Daralma, azalma diye düşünmüyorum. O bir yükselme dönemiydi. O her zaman olmaz. Ama normal hali bu bence şiirin. Çünkü bu konuda çok fazla konuşma oldu, ben de çok fazla soru cevapladım. 50’lerde 60’larda bizim büyük şairlerimize ustalarımıza, Canseverlere, Cemal Süreyalara, Turgut Uyarlara, Gülten Akınlara, Dıranaslara, Necatigillere, Dağlarca’ya, Sezai Bey’e baktığın zaman onların kitapları da beşer bin tane satmıyor ki. 500’er 750’şer basılıyor ya da 1000 tane basılıyor ve bunlar yıllarca ilk baskısında duruyor. Gerçi Beyazıt sahafları ders kitabı satar oldular ama, seksenli yılların başında yetmişli yılların sonunda bütün eski kitapları oradan toplardık. Seksenden sonra Türkiye’de yayıncılık biraz daha ciddi oldu. Adam Yayınları toplu şiirler basmaya başlayınca, bizim kuşak, ustalarının kitaplarını doğru dürüst okumaya başladı. Bence şimdi kitaplar daha iyi satıyor. Yani daha iyi derken 1000’ken 5000 olmuyor ama 1000’ken 1500 satıyor.

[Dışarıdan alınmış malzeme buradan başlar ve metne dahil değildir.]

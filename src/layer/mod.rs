//! Layer contract, priorities, and the statistics-collecting wrapper
//! (spec.md §4.5).

pub mod dictionary;
pub mod grammar;
pub mod post_processing;
pub mod phrase;
pub mod preprocessing;
pub mod word_order;

use std::panic::{self, AssertUnwindSafe};
use std::sync::atomic::{AtomicU64, Ordering};
use std::time::Instant;

use crate::context::Context;
use crate::model::{LayerDebugInfo, LayerResult};

#[derive(Clone, Copy, Debug, PartialEq, Eq, PartialOrd, Ord)]
pub enum LayerPriority {
    Preprocessing = 0,
    Phrase = 100,
    Dictionary = 200,
    Grammar = 300,
    WordOrder = 400,
    PostProcessing = 500,
}

impl LayerPriority {
    #[must_use]
    pub fn value(self) -> i32 {
        self as i32
    }
}

/// Every pipeline stage implements this. `process` must stay free of I/O side
/// effects beyond repository reads, and must never panic past
/// [`process_with_metrics`] (spec.md §4.5 contract).
pub trait Layer: Send + Sync {
    fn name(&self) -> &str;
    fn description(&self) -> &str;
    fn version(&self) -> &str {
        "1.0"
    }
    fn priority(&self) -> LayerPriority;

    /// Gate based on prerequisites (e.g. tokens already produced upstream).
    fn can_handle(&self, text: &str, context: &Context) -> bool {
        self.validate_input(text, context)
    }

    fn validate_input(&self, text: &str, context: &Context) -> bool {
        !text.is_empty() && !context.source_language.is_empty() && !context.target_language.is_empty()
    }

    /// Pure transformation; may mutate `context`'s metadata slots.
    fn process(&self, text: &str, context: &mut Context) -> LayerResult;

    fn stats(&self) -> LayerStatsSnapshot;
}

/// Per-layer counters. Layers may be invoked concurrently from multiple
/// requests (spec.md §5), so these are plain atomics rather than a mutex
/// around a struct.
#[derive(Default)]
pub struct LayerStats {
    processed: AtomicU64,
    succeeded: AtomicU64,
    errored: AtomicU64,
    skipped: AtomicU64,
    total_time_ms: AtomicU64,
}

#[derive(Clone, Copy, Debug, Default)]
pub struct LayerStatsSnapshot {
    pub processed: u64,
    pub succeeded: u64,
    pub errored: u64,
    pub skipped: u64,
    pub total_time_ms: u64,
}

impl LayerStats {
    #[must_use]
    pub fn new() -> Self {
        Self::default()
    }

    pub fn record_skip(&self) {
        self.skipped.fetch_add(1, Ordering::Relaxed);
    }

    pub fn record_success(&self, elapsed_ms: u64) {
        self.processed.fetch_add(1, Ordering::Relaxed);
        self.succeeded.fetch_add(1, Ordering::Relaxed);
        self.total_time_ms.fetch_add(elapsed_ms, Ordering::Relaxed);
    }

    pub fn record_error(&self, elapsed_ms: u64) {
        self.processed.fetch_add(1, Ordering::Relaxed);
        self.errored.fetch_add(1, Ordering::Relaxed);
        self.total_time_ms.fetch_add(elapsed_ms, Ordering::Relaxed);
    }

    /// Zeroes every counter; used by `Engine::reset()` (spec.md §6).
    pub fn reset(&self) {
        self.processed.store(0, Ordering::Relaxed);
        self.succeeded.store(0, Ordering::Relaxed);
        self.errored.store(0, Ordering::Relaxed);
        self.skipped.store(0, Ordering::Relaxed);
        self.total_time_ms.store(0, Ordering::Relaxed);
    }

    #[must_use]
    pub fn snapshot(&self) -> LayerStatsSnapshot {
        LayerStatsSnapshot {
            processed: self.processed.load(Ordering::Relaxed),
            succeeded: self.succeeded.load(Ordering::Relaxed),
            errored: self.errored.load(Ordering::Relaxed),
            skipped: self.skipped.load(Ordering::Relaxed),
            total_time_ms: self.total_time_ms.load(Ordering::Relaxed),
        }
    }
}

/// Wraps a layer's `process` call: measures wall time, updates `stats`,
/// injects elapsed time into debug info, and converts panics into
/// `LayerResult::error` without letting them reach the pipeline
/// (spec.md §4.5 / §7 LayerError).
pub fn process_with_metrics(
    layer: &dyn Layer,
    stats: &LayerStats,
    text: &str,
    context: &mut Context,
) -> LayerResult {
    let start = Instant::now();
    let layer_name = layer.name().to_string();
    let result = panic::catch_unwind(AssertUnwindSafe(|| layer.process(text, context)));
    let elapsed_ms = start.elapsed().as_millis() as u64;

    let mut result = match result {
        Ok(r) => r,
        Err(_) => crate::model::LayerResult::error(
            text,
            "layer panicked during process()",
            &layer_name,
        ),
    };

    result.debug_info.layer_name = layer_name;
    result.debug_info.processing_time_ms = elapsed_ms;

    if result.is_error() {
        stats.record_error(elapsed_ms);
    } else {
        stats.record_success(elapsed_ms);
    }
    result
}

#[cfg(test)]
mod tests {
    use super::*;
    use crate::model::LayerResult;

    struct PanicLayer;

    impl Layer for PanicLayer {
        fn name(&self) -> &str {
            "panic_layer"
        }
        fn description(&self) -> &str {
            "test layer that panics"
        }
        fn priority(&self) -> LayerPriority {
            LayerPriority::Grammar
        }
        fn process(&self, _text: &str, _context: &mut Context) -> LayerResult {
            panic!("boom");
        }
        fn stats(&self) -> LayerStatsSnapshot {
            LayerStatsSnapshot::default()
        }
    }

    #[test]
    fn panics_become_layer_errors() {
        let stats = LayerStats::new();
        let mut ctx = Context::new("en", "ru");
        let result = process_with_metrics(&PanicLayer, &stats, "hello", &mut ctx);
        assert!(result.is_error());
        assert_eq!(result.processed_text, "hello");
        assert_eq!(stats.snapshot().errored, 1);
    }
}
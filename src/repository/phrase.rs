use std::time::Duration;

use chrono::Utc;

use crate::cache::LruTtlCache;
use crate::model::{CacheMetricsSnapshot, PhraseEntry};
use crate::storage::{read_jsonl, rewrite_jsonl, with_file_lock, FileStorage};

use super::{cache_metrics_snapshot, generate_cache_key, normalize_language_pair, RepositoryError, RepositoryResult};

const FILE_NAME: &str = "phrases.jsonl";
const NAMESPACE: &str = "phrase";

/// Lowercased, whitespace-collapsed, trimmed — the canonical key for phrase lookup.
#[must_use]
pub fn normalize_phrase(phrase: &str) -> String {
    phrase
        .trim()
        .to_ascii_lowercase()
        .split_whitespace()
        .collect::<Vec<_>>()
        .join(" ")
}

pub struct PhraseRepository {
    storage: FileStorage,
    cache: LruTtlCache<Vec<PhraseEntry>>,
}

impl PhraseRepository {
    #[must_use]
    pub fn new(storage: FileStorage, capacity: usize, ttl: Duration) -> Self {
        Self {
            storage,
            cache: LruTtlCache::new(capacity, ttl),
        }
    }

    fn file(&self, language_pair: &str) -> anyhow::Result<std::path::PathBuf> {
        self.storage.language_file(language_pair, FILE_NAME)
    }

    fn all_cache_key(lang: &str) -> String {
        generate_cache_key(NAMESPACE, &["all", lang])
    }

    fn load_all(&self, language_pair: &str) -> anyhow::Result<Vec<PhraseEntry>> {
        let lang = normalize_language_pair(language_pair);
        let key = Self::all_cache_key(&lang);
        if let Some(hit) = self.cache.get(&key) {
            return Ok(hit);
        }
        let entries: Vec<PhraseEntry> = read_jsonl(&self.file(&lang)?)?;
        self.cache.put(key, entries.clone());
        Ok(entries)
    }

    fn invalidate(&self) {
        self.cache.clear();
    }

    /// Exact match after normalization.
    pub fn get_phrase_translation(
        &self,
        phrase: &str,
        language_pair: &str,
    ) -> RepositoryResult<Option<PhraseEntry>> {
        let normalized = normalize_phrase(phrase);
        if normalized.split(' ').count() < 2 {
            return Ok(None);
        }
        let best = self
            .load_all(language_pair)?
            .into_iter()
            .filter(|e| normalize_phrase(&e.source_phrase) == normalized)
            .max_by_key(|e| e.confidence);
        Ok(best)
    }

    pub fn get_by_category(
        &self,
        category: &str,
        language_pair: &str,
    ) -> RepositoryResult<Vec<PhraseEntry>> {
        Ok(self
            .load_all(language_pair)?
            .into_iter()
            .filter(|e| e.category.as_deref() == Some(category))
            .collect())
    }

    pub fn top_confident(
        &self,
        min_confidence: u32,
        language_pair: &str,
        limit: usize,
    ) -> RepositoryResult<Vec<PhraseEntry>> {
        let mut entries: Vec<PhraseEntry> = self
            .load_all(language_pair)?
            .into_iter()
            .filter(|e| e.confidence >= min_confidence)
            .collect();
        entries.sort_by(|a, b| b.confidence.cmp(&a.confidence));
        entries.truncate(limit);
        Ok(entries)
    }

    pub fn get_categories(&self, language_pair: &str) -> RepositoryResult<Vec<String>> {
        let mut categories: Vec<String> = self
            .load_all(language_pair)?
            .into_iter()
            .filter_map(|e| e.category)
            .collect();
        categories.sort();
        categories.dedup();
        Ok(categories)
    }

    pub fn add(
        &self,
        source_phrase: &str,
        target_phrase: &str,
        language_pair: &str,
        category: Option<String>,
        context: Option<String>,
        confidence: u32,
    ) -> RepositoryResult<PhraseEntry> {
        let normalized = normalize_phrase(source_phrase);
        if normalized.split(' ').count() < 2 {
            return Err(RepositoryError::Validation(
                "phrase must contain at least 2 words".into(),
            ));
        }
        if target_phrase.trim().is_empty() {
            return Err(RepositoryError::Validation("empty target phrase".into()));
        }
        let confidence = confidence.min(100);
        let lang = normalize_language_pair(language_pair);
        let path = self.file(&lang)?;
        let now = Utc::now();
        let result = with_file_lock(&path, || {
            let mut entries: Vec<PhraseEntry> = read_jsonl(&path)?;
            let existing = entries
                .iter_mut()
                .find(|e| normalize_phrase(&e.source_phrase) == normalized && e.language_pair == lang);
            let saved = if let Some(entry) = existing {
                entry.frequency = entry.frequency.saturating_add(1);
                entry.target_phrase = target_phrase.to_string();
                entry.confidence = confidence;
                entry.updated_at = now;
                entry.clone()
            } else {
                let entry = PhraseEntry {
                    id: None,
                    source_phrase: normalized.clone(),
                    target_phrase: target_phrase.to_string(),
                    language_pair: lang.clone(),
                    category,
                    context,
                    confidence,
                    frequency: 1,
                    usage_count: 0,
                    created_at: now,
                    updated_at: now,
                };
                entries.push(entry.clone());
                entry
            };
            rewrite_jsonl(&path, &entries)?;
            Ok(saved)
        })?;
        self.invalidate();
        Ok(result)
    }

    #[must_use]
    pub fn cache_metrics(&self) -> CacheMetricsSnapshot {
        cache_metrics_snapshot(self.cache.metrics(), self.cache.len(), 96)
    }

    pub fn clear_cache(&self) {
        self.cache.clear();
    }
}

#[cfg(test)]
mod tests {
    use super::*;
    use tempfile::tempdir;

    fn repo() -> (tempfile::TempDir, PhraseRepository) {
        let dir = tempdir().unwrap();
        let storage = FileStorage::new(dir.path()).unwrap();
        let repo = PhraseRepository::new(storage, 100, Duration::from_secs(60));
        (dir, repo)
    }

    #[test]
    fn normalize_collapses_whitespace_and_case() {
        assert_eq!(normalize_phrase("  Good   Morning "), "good morning");
    }

    #[test]
    fn exact_match_after_normalization() {
        let (_dir, repo) = repo();
        repo.add("Good Morning", "доброе утро", "en-ru", None, None, 95)
            .unwrap();
        let hit = repo.get_phrase_translation("good   morning", "en-ru").unwrap();
        assert_eq!(hit.unwrap().target_phrase, "доброе утро");
    }

    #[test]
    fn single_word_phrase_is_rejected() {
        let (_dir, repo) = repo();
        assert!(repo.add("hello", "привет", "en-ru", None, None, 90).is_err());
    }
}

O yüzden değişen bir şey yok. Bence bu kadar şair çokluğuna rağmen, bu kadar insanların dikkatini dağıtacak eğlence ve kültür endüstrisinin çeşitlenmesine rağmen ilgi çok çok azalmadı. O yılları düşündüğün zaman bir radyo var TRT, bir iki tane gazete var herkesin kendi meşrebine göre okuduğu, bir iki dergi var ve kitap var. Ne sinema var doğru düzgün, ne müzik var ne bu kadar çeşitli eğlence endüstrisi var. Şimdi internet diye, bela demek istemiyorum ama, bir rakip var. Ona rağmen kitaplar basılıyor ve hiç olmazsa okunuyor, dergiler basılıyor. Ben çok iyimser olabilirim ama düşündüğün zaman sosyolojik olarak durum fena değil. Hatta daha iyi diye düşünüyorum.